> Assignment
Print the lines below exactly, beginning with the one that contains "Ok(category)" and stopping after the last line.

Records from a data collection
-- Opening Marker --

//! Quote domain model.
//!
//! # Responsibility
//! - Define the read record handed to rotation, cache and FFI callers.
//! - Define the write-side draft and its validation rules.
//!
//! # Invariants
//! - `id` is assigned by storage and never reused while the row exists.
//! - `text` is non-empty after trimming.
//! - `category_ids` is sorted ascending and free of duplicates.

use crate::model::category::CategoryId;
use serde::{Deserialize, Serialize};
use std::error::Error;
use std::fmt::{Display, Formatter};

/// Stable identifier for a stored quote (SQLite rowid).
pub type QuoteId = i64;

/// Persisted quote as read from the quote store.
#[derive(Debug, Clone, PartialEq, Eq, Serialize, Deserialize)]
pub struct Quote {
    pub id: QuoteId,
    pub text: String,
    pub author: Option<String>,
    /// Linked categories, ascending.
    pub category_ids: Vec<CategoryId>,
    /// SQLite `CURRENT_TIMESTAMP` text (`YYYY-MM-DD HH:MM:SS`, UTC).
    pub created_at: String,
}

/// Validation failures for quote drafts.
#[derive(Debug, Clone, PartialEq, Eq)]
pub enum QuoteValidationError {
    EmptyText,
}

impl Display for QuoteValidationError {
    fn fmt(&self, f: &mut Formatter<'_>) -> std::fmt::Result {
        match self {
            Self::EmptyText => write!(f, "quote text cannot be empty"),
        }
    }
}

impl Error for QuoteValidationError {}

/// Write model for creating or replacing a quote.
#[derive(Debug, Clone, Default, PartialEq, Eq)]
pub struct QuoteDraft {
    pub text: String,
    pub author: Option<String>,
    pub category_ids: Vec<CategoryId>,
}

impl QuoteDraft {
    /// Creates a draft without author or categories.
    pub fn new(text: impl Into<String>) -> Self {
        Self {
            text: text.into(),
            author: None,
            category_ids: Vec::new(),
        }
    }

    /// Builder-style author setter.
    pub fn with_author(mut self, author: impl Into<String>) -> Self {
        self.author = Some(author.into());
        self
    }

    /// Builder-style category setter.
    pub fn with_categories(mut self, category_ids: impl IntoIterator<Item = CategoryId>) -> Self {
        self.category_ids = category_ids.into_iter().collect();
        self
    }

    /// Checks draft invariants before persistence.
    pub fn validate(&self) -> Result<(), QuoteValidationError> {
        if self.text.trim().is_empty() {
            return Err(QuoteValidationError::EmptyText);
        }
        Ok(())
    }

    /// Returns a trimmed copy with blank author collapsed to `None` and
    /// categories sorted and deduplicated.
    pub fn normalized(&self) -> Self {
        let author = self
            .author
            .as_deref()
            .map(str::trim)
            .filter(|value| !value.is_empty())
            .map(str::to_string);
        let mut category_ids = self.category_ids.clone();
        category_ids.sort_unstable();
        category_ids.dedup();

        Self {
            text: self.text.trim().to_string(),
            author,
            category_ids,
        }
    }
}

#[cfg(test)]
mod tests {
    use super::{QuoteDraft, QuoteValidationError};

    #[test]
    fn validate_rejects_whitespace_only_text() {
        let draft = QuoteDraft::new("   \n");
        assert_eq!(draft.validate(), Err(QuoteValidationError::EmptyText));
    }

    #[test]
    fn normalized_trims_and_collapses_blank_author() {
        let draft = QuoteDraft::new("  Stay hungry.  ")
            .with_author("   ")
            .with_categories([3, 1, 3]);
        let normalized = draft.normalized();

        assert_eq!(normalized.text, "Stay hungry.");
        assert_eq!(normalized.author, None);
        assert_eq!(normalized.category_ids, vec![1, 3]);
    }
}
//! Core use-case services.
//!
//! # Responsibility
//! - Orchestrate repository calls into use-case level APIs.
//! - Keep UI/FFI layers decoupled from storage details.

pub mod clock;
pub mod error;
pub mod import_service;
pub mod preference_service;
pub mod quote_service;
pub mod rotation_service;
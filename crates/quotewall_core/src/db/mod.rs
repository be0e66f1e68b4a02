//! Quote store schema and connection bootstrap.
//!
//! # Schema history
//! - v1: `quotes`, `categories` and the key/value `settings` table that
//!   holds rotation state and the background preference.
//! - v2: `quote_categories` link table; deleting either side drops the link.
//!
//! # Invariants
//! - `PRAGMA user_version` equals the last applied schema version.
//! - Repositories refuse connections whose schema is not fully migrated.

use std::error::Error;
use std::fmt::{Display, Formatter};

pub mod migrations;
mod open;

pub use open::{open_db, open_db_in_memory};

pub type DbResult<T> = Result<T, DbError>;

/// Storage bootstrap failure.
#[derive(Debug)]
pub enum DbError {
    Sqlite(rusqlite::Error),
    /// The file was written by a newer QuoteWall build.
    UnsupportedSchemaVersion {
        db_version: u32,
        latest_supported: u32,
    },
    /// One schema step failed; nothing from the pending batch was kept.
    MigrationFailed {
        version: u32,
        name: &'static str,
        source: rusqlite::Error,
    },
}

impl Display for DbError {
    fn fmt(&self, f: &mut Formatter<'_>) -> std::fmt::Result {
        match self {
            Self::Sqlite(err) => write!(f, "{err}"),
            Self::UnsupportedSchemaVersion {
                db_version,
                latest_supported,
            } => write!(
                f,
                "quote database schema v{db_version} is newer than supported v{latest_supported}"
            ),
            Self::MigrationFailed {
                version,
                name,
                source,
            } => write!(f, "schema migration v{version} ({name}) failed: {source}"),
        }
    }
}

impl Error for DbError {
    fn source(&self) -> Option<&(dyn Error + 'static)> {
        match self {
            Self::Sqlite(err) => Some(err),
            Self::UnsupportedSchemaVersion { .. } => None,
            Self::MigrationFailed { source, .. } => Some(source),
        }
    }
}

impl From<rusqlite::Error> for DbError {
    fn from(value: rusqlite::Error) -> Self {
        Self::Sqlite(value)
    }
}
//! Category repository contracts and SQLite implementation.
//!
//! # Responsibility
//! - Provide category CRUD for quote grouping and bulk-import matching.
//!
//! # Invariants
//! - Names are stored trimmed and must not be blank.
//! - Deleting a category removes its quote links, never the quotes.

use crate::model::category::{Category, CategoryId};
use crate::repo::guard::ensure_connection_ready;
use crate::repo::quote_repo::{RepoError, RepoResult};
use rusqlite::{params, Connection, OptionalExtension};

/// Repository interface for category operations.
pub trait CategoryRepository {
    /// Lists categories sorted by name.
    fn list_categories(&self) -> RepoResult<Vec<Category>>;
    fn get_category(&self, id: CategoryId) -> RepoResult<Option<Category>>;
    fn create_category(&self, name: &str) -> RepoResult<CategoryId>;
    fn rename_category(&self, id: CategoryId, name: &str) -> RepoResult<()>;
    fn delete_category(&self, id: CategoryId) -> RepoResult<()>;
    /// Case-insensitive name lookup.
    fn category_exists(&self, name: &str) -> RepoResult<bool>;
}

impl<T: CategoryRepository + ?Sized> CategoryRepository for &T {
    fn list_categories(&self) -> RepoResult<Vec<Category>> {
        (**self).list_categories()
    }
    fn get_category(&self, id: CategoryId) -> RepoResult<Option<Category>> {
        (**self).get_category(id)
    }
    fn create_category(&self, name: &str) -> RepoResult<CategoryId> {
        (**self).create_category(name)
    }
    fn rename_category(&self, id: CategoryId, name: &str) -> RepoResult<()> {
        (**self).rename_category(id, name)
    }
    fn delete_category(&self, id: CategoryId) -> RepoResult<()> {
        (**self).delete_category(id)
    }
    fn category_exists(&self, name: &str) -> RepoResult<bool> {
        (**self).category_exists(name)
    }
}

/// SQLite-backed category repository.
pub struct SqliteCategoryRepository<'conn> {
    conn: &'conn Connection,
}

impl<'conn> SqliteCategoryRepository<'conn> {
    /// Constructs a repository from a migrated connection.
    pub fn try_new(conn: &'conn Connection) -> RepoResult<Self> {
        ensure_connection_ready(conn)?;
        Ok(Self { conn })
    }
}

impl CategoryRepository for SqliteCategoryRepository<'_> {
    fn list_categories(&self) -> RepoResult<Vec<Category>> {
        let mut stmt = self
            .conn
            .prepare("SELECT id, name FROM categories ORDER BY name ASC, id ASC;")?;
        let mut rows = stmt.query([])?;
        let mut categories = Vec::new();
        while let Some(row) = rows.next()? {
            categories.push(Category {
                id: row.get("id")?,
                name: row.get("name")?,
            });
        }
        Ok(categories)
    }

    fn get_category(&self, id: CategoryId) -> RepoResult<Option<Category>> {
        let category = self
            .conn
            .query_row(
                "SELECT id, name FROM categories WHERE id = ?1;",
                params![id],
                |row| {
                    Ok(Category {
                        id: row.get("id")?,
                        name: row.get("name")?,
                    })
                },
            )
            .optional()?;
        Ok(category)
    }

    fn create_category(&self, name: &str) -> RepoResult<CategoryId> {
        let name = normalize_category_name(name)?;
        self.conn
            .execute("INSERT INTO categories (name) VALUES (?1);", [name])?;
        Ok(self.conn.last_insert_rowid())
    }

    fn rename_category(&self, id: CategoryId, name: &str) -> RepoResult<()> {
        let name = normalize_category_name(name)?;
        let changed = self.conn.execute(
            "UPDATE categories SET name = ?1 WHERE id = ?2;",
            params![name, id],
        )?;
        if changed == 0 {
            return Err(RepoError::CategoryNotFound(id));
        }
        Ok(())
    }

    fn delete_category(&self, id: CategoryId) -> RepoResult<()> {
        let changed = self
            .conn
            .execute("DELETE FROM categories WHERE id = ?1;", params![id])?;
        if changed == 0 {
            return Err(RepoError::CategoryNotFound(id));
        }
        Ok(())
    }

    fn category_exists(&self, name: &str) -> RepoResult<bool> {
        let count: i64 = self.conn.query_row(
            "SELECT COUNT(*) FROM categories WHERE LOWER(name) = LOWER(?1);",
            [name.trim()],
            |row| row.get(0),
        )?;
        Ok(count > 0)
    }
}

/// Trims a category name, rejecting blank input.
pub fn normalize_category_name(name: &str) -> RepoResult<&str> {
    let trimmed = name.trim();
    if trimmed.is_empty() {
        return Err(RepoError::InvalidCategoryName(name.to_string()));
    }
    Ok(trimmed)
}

-- Closing Marker --

> Written response
        Ok(category)
    }

    fn create_category(&self, name: &str) -> RepoResult<CategoryId> {
        let name = normalize_category_name(name)?;
        self.conn
            .execute("INSERT INTO categories (name) VALUES (?1);", [name])?;
        Ok(self.conn.last_insert_rowid())
    }

    fn rename_category(&self, id: CategoryId, name: &str) -> RepoResult<()> {
        let name = normalize_category_name(name)?;
        let changed = self.conn.execute(
            "UPDATE categories SET name = ?1 WHERE id = ?2;",
            params![name, id],
        )?;
        if changed == 0 {
            return Err(RepoError::CategoryNotFound(id));
        }
        Ok(())
    }

    fn delete_category(&self, id: CategoryId) -> RepoResult<()> {
        let changed = self
            .conn
            .execute("DELETE FROM categories WHERE id = ?1;", params![id])?;
        if changed == 0 {
            return Err(RepoError::CategoryNotFound(id));
        }
        Ok(())
    }

    fn category_exists(&self, name: &str) -> RepoResult<bool> {
        let count: i64 = self.conn.query_row(
            "SELECT COUNT(*) FROM categories WHERE LOWER(name) = LOWER(?1);",
            [name.trim()],
            |row| row.get(0),
        )?;
        Ok(count > 0)
    }
}

/// Trims a category name, rejecting blank input.
pub fn normalize_category_name(name: &str) -> RepoResult<&str> {
    let trimmed = name.trim();
    if trimmed.is_empty() {
        return Err(RepoError::InvalidCategoryName(name.to_string()));
    }
    Ok(trimmed)
}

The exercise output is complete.